**Required work:** The required result is each line of the entries below containing the string "descriptions".

Top of Entries provided

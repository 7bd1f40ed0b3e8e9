//! Persistence layer: read-only access to the back-office tables.
//!
//! Services talk to the [`AnalyticsStore`] trait using the query
//! descriptions in [`query`]. [`PostgresStore`] translates them into SQL
//! with `sqlx::QueryBuilder`; [`MemoryStore`] evaluates the same
//! descriptions over in-process records.

pub mod memory;
pub mod models;
pub mod postgres;
pub mod query;
pub mod store;

pub use memory::MemoryStore;
pub use postgres::PostgresStore;
pub use store::AnalyticsStore;
//! System endpoints: health check and filter catalog.

use axum::http::StatusCode;
use axum::response::IntoResponse;
use axum::routing::get;
use axum::{Json, Router};
use chrono::Utc;
use serde::Serialize;
use utoipa::ToSchema;

use crate::app_state::AppState;
use crate::domain::{DateField, Granularity, Preset};

/// Health check response.
#[derive(Debug, Serialize, ToSchema)]
struct HealthResponse {
    status: String,
    timestamp: String,
    version: String,
}

/// `GET /health` — Service health status.
#[utoipa::path(
    get,
    path = "/health",
    tag = "System",
    summary = "Health check",
    description = "Returns service health status, version, and current timestamp.",
    responses(
        (status = 200, description = "Service is healthy", body = HealthResponse),
    )
)]
pub async fn health_handler() -> impl IntoResponse {
    (
        StatusCode::OK,
        Json(HealthResponse {
            status: "healthy".to_string(),
            timestamp: Utc::now().to_rfc3339(),
            version: env!("CARGO_PKG_VERSION").to_string(),
        }),
    )
}

/// Accepted values of the enumerated filter parameters.
#[derive(Debug, Serialize, ToSchema)]
struct FilterCatalog {
    presets: Vec<CatalogEntry>,
    date_fields: Vec<CatalogEntry>,
    granularities: Vec<CatalogEntry>,
}

/// One accepted value.
#[derive(Debug, Serialize, ToSchema)]
struct CatalogEntry {
    value: &'static str,
    description: &'static str,
    default: bool,
}

fn preset_description(preset: Preset) -> &'static str {
    match preset {
        Preset::YearToDate => "January 1 of the selected year up to now",
        Preset::Last30Days => "The 30 calendar days ending now",
        Preset::QuarterToDate => "First day of the current quarter up to now",
        Preset::Custom => "Caller-supplied start_date and end_date within the year",
    }
}

fn date_field_description(field: DateField) -> &'static str {
    match field {
        DateField::ActualReturn => "Actual return, falling back to the scheduled end",
        DateField::EndDate => "Scheduled end",
        DateField::ExpectedReturn => "Expected return, falling back to the scheduled end",
        DateField::StartDate => "Pickup",
    }
}

/// `GET /config/presets` — List accepted presets, date fields and granularities.
#[utoipa::path(
    get,
    path = "/config/presets",
    tag = "System",
    summary = "List filter values",
    description = "Returns every date preset, booking date field and timeline granularity the dashboard accepts, flagging the defaults.",
    responses(
        (status = 200, description = "Filter catalog", body = FilterCatalog),
    )
)]
pub async fn presets_handler() -> impl IntoResponse {
    let catalog = FilterCatalog {
        presets: Preset::ALL
            .into_iter()
            .map(|p| CatalogEntry {
                value: p.as_str(),
                description: preset_description(p),
                default: p == Preset::default(),
            })
            .collect(),
        date_fields: DateField::ALL
            .into_iter()
            .map(|f| CatalogEntry {
                value: f.as_str(),
                description: date_field_description(f),
                default: f == DateField::default(),
            })
            .collect(),
        granularities: [Granularity::Day, Granularity::Hour]
            .into_iter()
            .map(|g| CatalogEntry {
                value: g.as_str(),
                description: match g {
                    Granularity::Day => "One timeline sample per day, at most 30",
                    Granularity::Hour => "One timeline sample per hour over the last 24 hours",
                },
                default: g == Granularity::default(),
            })
            .collect(),
    };
    (StatusCode::OK, Json(catalog))
}

/// System routes mounted at the root level (not under /api/v1).
pub fn routes() -> Router<AppState> {
    Router::new()
        .route("/health", get(health_handler))
        .route("/config/presets", get(presets_handler))
}
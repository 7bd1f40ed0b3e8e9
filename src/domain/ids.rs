//! Type-safe identifiers for tenants, companies, cars and bookings.
//!
//! All identifiers are database `BIGINT` keys wrapped in newtypes so that a
//! company id cannot be passed where a car id is expected.

use std::fmt;

use serde::{Deserialize, Serialize};
use utoipa::ToSchema;

macro_rules! id_newtype {
    ($(#[$meta:meta])* $name:ident) => {
        $(#[$meta])*
        #[derive(
            Debug, Clone, Copy, PartialEq, Eq, PartialOrd, Ord, Hash, Serialize, Deserialize, ToSchema,
        )]
        #[serde(transparent)]
        pub struct $name(i64);

        impl $name {
            /// Wraps a raw database key.
            #[must_use]
            pub const fn new(raw: i64) -> Self {
                Self(raw)
            }

            /// Returns the raw database key.
            #[must_use]
            pub const fn get(self) -> i64 {
                self.0
            }
        }

        impl fmt::Display for $name {
            fn fmt(&self, f: &mut fmt::Formatter<'_>) -> fmt::Result {
                write!(f, "{}", self.0)
            }
        }

        impl From<i64> for $name {
            fn from(raw: i64) -> Self {
                Self(raw)
            }
        }

        impl From<$name> for i64 {
            fn from(id: $name) -> Self {
                id.0
            }
        }
    };
}

id_newtype!(
    /// The authenticated user who owns zero or more companies.
    TenantId
);
id_newtype!(
    /// A rental company owned by exactly one tenant.
    CompanyId
);
id_newtype!(
    /// A vehicle belonging to one company.
    CarId
);
id_newtype!(
    /// A booking of one car.
    BookingId
);
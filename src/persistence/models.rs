//! Aggregate rows returned by the storage adapters.

use chrono::{NaiveDate, NaiveDateTime};
use rust_decimal::Decimal;
use serde::{Deserialize, Serialize};

use crate::domain::{BookingId, CarId};

/// Count and revenue of matching bookings.
#[derive(Debug, Clone, Copy, Default, PartialEq, Eq, Serialize, Deserialize)]
pub struct BookingTotals {
    /// Matching bookings.
    pub bookings: i64,
    /// `SUM(total_amount)`.
    pub revenue: Decimal,
}

/// Bookings grouped by calendar month.
#[derive(Debug, Clone, Copy, PartialEq, Eq)]
pub struct MonthBucket {
    /// First day of the month.
    pub month: NaiveDate,
    /// Bookings in the month.
    pub bookings: i64,
    /// `SUM(total_amount)` in the month.
    pub revenue: Decimal,
}

/// Settled payments grouped by calendar month of `paid_at`.
#[derive(Debug, Clone, Copy, PartialEq, Eq)]
pub struct MonthAmount {
    /// First day of the month.
    pub month: NaiveDate,
    /// Amount settled in the month.
    pub amount: Decimal,
}

/// Bookings grouped by car.
#[derive(Debug, Clone, Copy, PartialEq, Eq)]
pub struct CarBucket {
    /// Booked car.
    pub car_id: CarId,
    /// Bookings of the car.
    pub bookings: i64,
    /// `SUM(total_amount)` of the car.
    pub revenue: Decimal,
}

/// Settled payments grouped by the booked car.
#[derive(Debug, Clone, Copy, PartialEq, Eq)]
pub struct CarAmount {
    /// Booked car.
    pub car_id: CarId,
    /// Amount settled for the car.
    pub amount: Decimal,
}

/// Reservation joined with its car for display.
#[derive(Debug, Clone, PartialEq, Eq)]
pub struct UpcomingBookingRow {
    /// Booking key.
    pub booking_id: BookingId,
    /// Booked car.
    pub car_id: CarId,
    /// Registration plate.
    pub plate_number: String,
    /// Brand and model.
    pub vehicle: String,
    /// Borrower display name.
    pub borrower_name: String,
    /// Destination, if given.
    pub destination: Option<String>,
    /// Pickup time.
    pub start: NaiveDateTime,
    /// Scheduled end.
    pub end: Option<NaiveDateTime>,
    /// Amount charged.
    pub total_amount: Decimal,
}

Bottom of Entries provided

**Result of this exercise:**
//! descriptions in [`query`]. [`PostgresStore`] translates them into SQL
//! descriptions over in-process records.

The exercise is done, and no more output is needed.